В 1881-1882 гг. К.Н. Бестужев-Рюмин в лекциях по историографии и очерках, посвященных анализу жизни и творчества В. Н. Татищева, А. Л. Шлецера, Н.М. Карамзина, М.П. Погодина, констатировал, во-первых, что «несмотря на протесты некоторых историков, приходящих в ужас от утверждения, что немцы создали у нас историческую науку, должно сказать, однако, что немцы действительно положили у нас начало этой науке», при этом первым из них называя то И. X. Коля, занимавшегося церковной историей, то Г. 3. Байера, то Г. Ф. Миллера. Во-вторых, Байер «нашел ученое доказательство происхождения варягов из Скандинавии», но при этом «неясно, различая годные источники от негодных и говоря иногда то, что смешно каждому русскому человеку (хотя бы производство «Москвы» от «мужика»)», что Миллер, «умный и трудолюбивый, принес огромную пользу как собиратель материала и даже в некоторых эпохах как толкователь (в Смутном времени)», что Шлецер, являясь «действительным учителем и исторической критике, и историческим воззрениям... видел все спасение в немцах и все понимал только в западных формах: оттого, оказав великие услуги русской науке, этот учитель внес в нее и много заблуждений, с которыми еще и в наше время приходится бороться».

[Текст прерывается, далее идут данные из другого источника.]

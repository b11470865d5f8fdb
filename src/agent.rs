//! The sampling-loop driver.
//!
//! One cooperative task owns the whole station. Startup runs the sensor
//! handshakes and bounded waits for the network, then the driver loop
//! alternates fixed-interval sample ticks with, in soak mode, report
//! ticks, yielding briefly between passes. Nothing inside the loop is
//! fatal: failures land in logs and counters, and the only exit is the
//! scheduled end of a soak window.

use tokio::time::{sleep, Duration, Instant};
use tracing::{debug, info, warn};

use crate::config::StationConfig;
use crate::error::Result;
use crate::link::{LinkChannel, LinkEvent, LinkMonitor};
use crate::metrics::{SoakMetrics, SoakReport};
use crate::reading::{wifi_quality, StationSnapshot};
use crate::soil::SoilCalibration;
use crate::station::{LightMode, MemoryProbe, SampleOutcome, Station, SystemMemoryProbe};
use crate::telemetry::{publish_snapshot, Channel};

/// How often startup polls for join and handshake progress.
const STARTUP_POLL: Duration = Duration::from_millis(500);

/// Drives one station through the sampling loop.
pub struct Agent {
    station: Station,
    config: StationConfig,
    calibration: SoilCalibration,
    memory: Box<dyn MemoryProbe>,
    wifi_monitor: LinkMonitor,
    telemetry_monitor: LinkMonitor,
    last_display: Option<StationSnapshot>,
}

impl Agent {
    /// Build an agent over a station. Fails fast on configurations the
    /// loop cannot run with.
    pub fn new(station: Station, config: StationConfig) -> Result<Self> {
        config.validate()?;
        let calibration = config.calibration()?;
        Ok(Self {
            station,
            config,
            calibration,
            memory: Box::new(SystemMemoryProbe::new()),
            wifi_monitor: LinkMonitor::new(LinkChannel::Wifi, false),
            telemetry_monitor: LinkMonitor::new(LinkChannel::Telemetry, false),
            last_display: None,
        })
    }

    /// Replace the free-memory source behind the soak heap watermarks.
    pub fn with_memory_probe(mut self, probe: Box<dyn MemoryProbe>) -> Self {
        self.memory = probe;
        self
    }

    /// The active configuration.
    pub fn config(&self) -> &StationConfig {
        &self.config
    }

    /// Run the plain variant: sample and publish until the process is
    /// stopped externally.
    pub async fn run(mut self) -> Result<()> {
        self.startup().await;
        self.drive(None).await
    }

    /// Run the instrumented variant for the configured soak window,
    /// printing a report every report tick, and return the final
    /// report.
    pub async fn run_soak(mut self) -> Result<SoakReport> {
        self.startup().await;
        let mut metrics = SoakMetrics::start(Instant::now());
        let duration = self.config.soak_duration();
        self.drive(Some((&mut metrics, duration))).await?;
        Ok(metrics.snapshot(Instant::now()))
    }

    /// Initialization sequence: sensor handshakes, WiFi join, telemetry
    /// handshake. Every wait is bounded and nothing here is fatal; a
    /// station that cannot reach the dashboard still samples and logs.
    async fn startup(&mut self) {
        info!(
            sample_interval_ms = self.config.sample_interval_ms,
            soil_dry = u64::from(self.calibration.dry()),
            soil_wet = u64::from(self.calibration.wet()),
            "starting station agent"
        );

        self.station.init_sensors(LightMode::default());

        info!(ssid = %self.config.ssid, "joining wifi");
        self.station
            .wifi_mut()
            .connect(&self.config.ssid, &self.config.password);
        let deadline = Instant::now() + self.config.wifi_join_timeout();
        while !self.station.wifi().status().is_connected() && Instant::now() < deadline {
            sleep(STARTUP_POLL).await;
        }
        let wifi_up = self.station.wifi().status().is_connected();
        if wifi_up {
            info!(
                address = ?self.station.wifi().local_address(),
                rssi_dbm = ?self.station.wifi().rssi_dbm(),
                "wifi joined"
            );
        } else {
            warn!(
                timeout_ms = self.config.wifi_join_timeout_ms,
                "wifi join timed out, continuing offline"
            );
        }

        info!("connecting telemetry transport");
        self.station.telemetry_mut().connect(
            &self.config.device_token,
            &self.config.ssid,
            &self.config.password,
        );
        let deadline = Instant::now() + self.config.telemetry_timeout();
        while !self.station.telemetry().connected() && Instant::now() < deadline {
            self.station.telemetry_mut().pump();
            sleep(STARTUP_POLL).await;
        }
        let telemetry_up = self.station.telemetry().connected();
        if telemetry_up {
            info!("telemetry transport connected");
            for channel in Channel::PUBLISH_ORDER {
                info!(
                    channel = u64::from(channel.index()),
                    quantity = channel.label(),
                    "dashboard channel bound"
                );
            }
        } else {
            warn!(
                timeout_ms = self.config.telemetry_timeout_ms,
                "telemetry handshake timed out, publishing paused until the session recovers"
            );
        }

        // Seed the monitors with what startup observed so the first
        // loop pass does not fire a spurious edge.
        self.wifi_monitor = LinkMonitor::new(LinkChannel::Wifi, wifi_up);
        self.telemetry_monitor = LinkMonitor::new(LinkChannel::Telemetry, telemetry_up);
    }

    /// The driver loop shared by both variants. With `soak` present the
    /// loop also feeds the aggregate, prints report ticks and returns
    /// at the deadline; without it the loop runs forever.
    async fn drive(&mut self, mut soak: Option<(&mut SoakMetrics, Duration)>) -> Result<()> {
        let started = Instant::now();
        let sample_every = self.config.sample_interval();
        let report_every = self.config.report_interval();
        let idle = self.config.idle_sleep();
        let mut last_sample: Option<Instant> = None;
        let mut last_report: Option<Instant> = None;

        loop {
            let now = Instant::now();

            // Deadline first, so no tick lands past the window.
            if let Some((metrics, duration)) = soak.as_mut() {
                if now.duration_since(started) >= *duration {
                    let report = metrics.snapshot(now);
                    println!();
                    println!("{}", report.render_text());
                    println!();
                    println!("{}", report.render_csv());
                    info!(
                        elapsed_ms = report.elapsed_ms,
                        total_readings = report.total_readings,
                        "soak window complete"
                    );
                    return Ok(());
                }
            }

            // Edge-detect both links, then nudge the radio if down. The
            // reconnect is fire-and-forget and uncapped; the result
            // shows up in a later status poll.
            let wifi_up = self.station.wifi().status().is_connected();
            if let Some(event) = self.wifi_monitor.observe(wifi_up) {
                log_link_event(LinkChannel::Wifi, event);
                if let Some((metrics, _)) = soak.as_mut() {
                    metrics.record_link_event(LinkChannel::Wifi, event);
                }
            }
            if !wifi_up {
                self.station
                    .wifi_mut()
                    .connect(&self.config.ssid, &self.config.password);
            }

            let telemetry_up = self.station.telemetry().connected();
            if let Some(event) = self.telemetry_monitor.observe(telemetry_up) {
                log_link_event(LinkChannel::Telemetry, event);
                if let Some((metrics, _)) = soak.as_mut() {
                    metrics.record_link_event(LinkChannel::Telemetry, event);
                }
            }

            // The transport's maintenance slot, once per pass.
            self.station.telemetry_mut().pump();

            // Sample tick. The interval is measured from the last tick
            // that actually fired, so a late pass shifts the cadence
            // instead of bunching ticks to catch up.
            if last_sample.map_or(true, |t| now.duration_since(t) >= sample_every) {
                last_sample = Some(now);

                let read_started = Instant::now();
                let outcome = self.station.sample(&self.calibration);
                let read_time_us = read_started.elapsed().as_micros() as u64;

                if let Some((metrics, _)) = soak.as_mut() {
                    metrics.record_sample(&outcome, read_time_us);
                }

                if self.station.telemetry().connected() {
                    let send_started = Instant::now();
                    let written = publish_snapshot(self.station.telemetry_mut(), &outcome.snapshot);
                    let latency_us = send_started.elapsed().as_micros() as u64;
                    if let Some((metrics, _)) = soak.as_mut() {
                        metrics.record_publish(latency_us);
                    }
                    debug!(channels = written, latency_us, "published readings");
                } else {
                    if let Some((metrics, _)) = soak.as_mut() {
                        metrics.record_publish_skipped();
                    }
                    debug!("telemetry session down, skipping publish");
                }

                self.log_tick(&outcome);
            }

            // Soak bookkeeping: heap watermark every pass, report on
            // its own tick.
            if let Some((metrics, _)) = soak.as_mut() {
                metrics.record_heap(self.memory.free_bytes());
                if last_report.map_or(true, |t| now.duration_since(t) >= report_every) {
                    last_report = Some(now);
                    println!("{}", metrics.snapshot(now).render_text());
                }
            }

            sleep(idle).await;
        }
    }

    /// Log one tick, backfilling display-only fields from the last good
    /// values so a transient failure reads as a held value, not a gap.
    fn log_tick(&mut self, outcome: &SampleOutcome) {
        // Named `merged` rather than `display`: the tracing macros import
        // `tracing::field::display` into their expansion, which shadows a
        // call-site local of the same name.
        let mut merged = outcome.snapshot;
        if let Some(previous) = &self.last_display {
            merged.merge_from(previous);
        }
        self.last_display = Some(merged);

        info!(
            temperature_c = ?merged.temperature_c,
            humidity_pct = ?merged.humidity_pct,
            illuminance_lux = ?merged.illuminance_lux,
            soil_pct = f64::from(merged.soil_pct),
            soil_raw = u64::from(merged.soil_raw),
            rssi_dbm = ?merged.wifi_rssi_dbm,
            quality = ?merged.wifi_rssi_dbm.map(wifi_quality),
            "sensor sweep"
        );
    }
}

fn log_link_event(channel: LinkChannel, event: LinkEvent) {
    match event {
        LinkEvent::Down => warn!(link = channel.label(), "link lost"),
        LinkEvent::Up => info!(link = channel.label(), "link restored"),
    }
}
//! Contracts for the station's hardware and transport collaborators.
//!
//! The agent never talks to a driver directly: every sensor, the WiFi
//! stack and the telemetry transport sit behind one of these traits.
//! Production rigs implement them over the vendor crates for their
//! board; the [`sim`](crate::station::sim) module ships deterministic
//! implementations for development and tests.
//!
//! All methods are synchronous. The underlying calls are non-blocking
//! polls and fire-and-forget writes, so a call never parks the sampling
//! task mid-tick.

use std::net::IpAddr;

use serde::{Deserialize, Serialize};

use crate::error::SensorError;
use crate::telemetry::Channel;

/// A combined temperature and relative-humidity reading.
#[derive(Debug, Clone, Copy, PartialEq, Serialize, Deserialize)]
pub struct ClimateReading {
    /// Air temperature in degrees Celsius.
    pub temperature_c: f32,
    /// Relative air humidity in percent.
    pub humidity_pct: f32,
}

/// Combined temperature and humidity sensor behind a bus handshake.
pub trait ClimateSensor: Send {
    /// Run the startup handshake once. A failure permanently disables
    /// the sensor for this process; the agent never retries init.
    fn init(&mut self) -> Result<(), SensorError>;

    /// Poll one reading.
    fn read(&mut self) -> Result<ClimateReading, SensorError>;
}

/// Measurement mode for the ambient light sensor.
#[derive(Debug, Clone, Copy, Default, PartialEq, Eq, Serialize, Deserialize)]
pub enum LightMode {
    /// 1 lx resolution, continuous sampling.
    #[default]
    ContinuousHighRes,
    /// 4 lx resolution, continuous sampling.
    ContinuousLowRes,
    /// 1 lx resolution, one conversion then power down.
    OneTimeHighRes,
}

/// Ambient light sensor.
///
/// Implementations report a failed conversion as `ReadFailure`; the
/// usual vendor convention of a negative lux value stays inside the
/// driver.
pub trait LightSensor: Send {
    /// Configure the sensor and start it in the given mode.
    fn init(&mut self, mode: LightMode) -> Result<(), SensorError>;

    /// Poll one illuminance reading in lux.
    fn read(&mut self) -> Result<f32, SensorError>;
}

/// Analog soil-moisture probe on a raw ADC pin.
///
/// Reading the pin cannot fail; an unplugged probe just reads as very
/// dry. Calibration happens downstream.
pub trait SoilAdc: Send {
    /// Sample the pin once.
    fn read_raw(&mut self) -> u16;
}

/// Association state of the station-mode WiFi link.
#[derive(Debug, Clone, Copy, PartialEq, Eq)]
pub enum WifiStatus {
    /// Associated and holding an address.
    Connected,
    /// Not associated.
    Disconnected,
    /// Any transitional or error state the stack reports.
    Other,
}

impl WifiStatus {
    /// True only for a fully established association.
    pub fn is_connected(self) -> bool {
        matches!(self, WifiStatus::Connected)
    }
}

/// Station-mode WiFi stack.
pub trait WifiLink: Send {
    /// Begin association. Fire-and-forget; progress is observed through
    /// [`status`](WifiLink::status) on later passes.
    fn connect(&mut self, ssid: &str, password: &str);

    /// Current association state.
    fn status(&self) -> WifiStatus;

    /// Signal strength of the current association, if associated.
    fn rssi_dbm(&self) -> Option<i32>;

    /// Local address for diagnostics, once associated.
    fn local_address(&self) -> Option<IpAddr>;
}

/// Cloud telemetry transport with numbered dashboard channels.
pub trait TelemetryLink: Send {
    /// Begin the authentication handshake. Fire-and-forget; progress is
    /// observed through [`pump`](TelemetryLink::pump) and
    /// [`connected`](TelemetryLink::connected).
    fn connect(&mut self, token: &str, ssid: &str, password: &str);

    /// Give the transport its maintenance slot. Called once per driver
    /// pass; skipping it starves keepalives and drops the session.
    fn pump(&mut self);

    /// True while the authenticated session is up.
    fn connected(&self) -> bool;

    /// Write one value to a dashboard channel. Fire-and-forget; no
    /// acknowledgment is observed.
    fn publish(&mut self, channel: Channel, value: f64);
}

/// Free-memory source for the soak run's heap watermarks.
pub trait MemoryProbe: Send {
    /// Bytes of memory currently available to the process.
    fn free_bytes(&mut self) -> u64;
}

/// Default probe backed by the host's memory accounting.
pub struct SystemMemoryProbe {
    system: sysinfo::System,
}

impl SystemMemoryProbe {
    /// Create a probe over a fresh system handle.
    pub fn new() -> Self {
        Self {
            system: sysinfo::System::new(),
        }
    }
}

impl Default for SystemMemoryProbe {
    fn default() -> Self {
        Self::new()
    }
}

impl MemoryProbe for SystemMemoryProbe {
    fn free_bytes(&mut self) -> u64 {
        self.system.refresh_memory();
        self.system.available_memory()
    }
}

Так, его критика «есть критика здравого смысла и во многом уже неудовлетворительна. Преданию, мифу он не дает никакого значения - все это басни, и для него народное предание стоит на одной доске с вымыслом книжника; развитию идей он не дает никакой цены», что он со значительной долей пристрастия передает историю «науки исторической в России», что, «увлекаясь гордостью своего немецкого патриотизма», «внес большую смуту в умы», показав славян до прихода скандинавов похожими «на американских дикарей», которым пришельцы «принесли веру, законы, гражданственность», тем самым представив, повторил исследователь сказанное в 1872 г., «русскую историю в ложном свете». «Странно, - продолжает далее Бестужев-Рюмин, - что это повторял Погодин. Из этой мысли вышел и Каченовский, утверждавший недостоверность источников первоначальных времен на том основании, что показания их как будто не подходят к такому взгляду.... Но пора же понять, что взгляд этот отжил и противоречит не только показаниям... источников, но и непререкаемым свидетельствам археологии».
В Татищеве автор видел «первоначальника русской исторической науки», человека, который «стоит в самом начале нашей исторической науки и работает почти что один на поле, совершенно неразработанном. Грустно только думать, что так долго мы его не знали или, что еще хуже, пренебрегали им». И, как заключал Бестужев-Рюмин, «он поставил науку русской истории на правильную дорогу собирания фактов; он обозрел, насколько мог, сокровища летописные и указал дорогу к другим источникам; он тесно связал историю с другими сродными ей знаниями». Ломоносов, по его словам, увлеченный патриотическим чувством, «из патриотизма стал доказывать, что шведы, с которыми мы воевали, не могут быть предками наших князей», что он и против плана Шлецера по обработке русской истории 1764 г. «восстал со стороны национальной», а Погодина назвал «ревностным учеником» Шлецера, принявшим все крайности его концепции[250].
В 1884 г. М. О. Коялович, говоря о «зле немецких национальных воззрений на наше прошедшее», широко разлившемся в науке «под видом научности» и приведшем к торжеству и в ней и в обществе мысли, что признавать норманизм - «дело науки, не признавать - ненаучно», охарактеризовал Байера как человека «великой западноевропейской учености», но совершенным невеждой в «русской исторической письменности». По оценке историка наука долго платила непомерно высокую дань «немецкому патриотизму» и заблуждениям Шлецера. Назвав его план разработки летописей удачным и указав что в его основе лежит труд Татищева, Коялович высказал невысокое мнение о самом итоге этого проекта - многотомном «Несторе» Шлецера «Пали» перечислял он, желание автора восстановить подлинный текст ПВЛ его утверждения о диком состоянии восточных славян до призвания варягов о невозможности найти что-либо верное в иностранных источниках, большей частью даже его объяснения текста летописи, его предубеждения против позднейших летописных списков, и удержал значение лишь «его научный прием т. е. строгость, выдержанность изучения дела».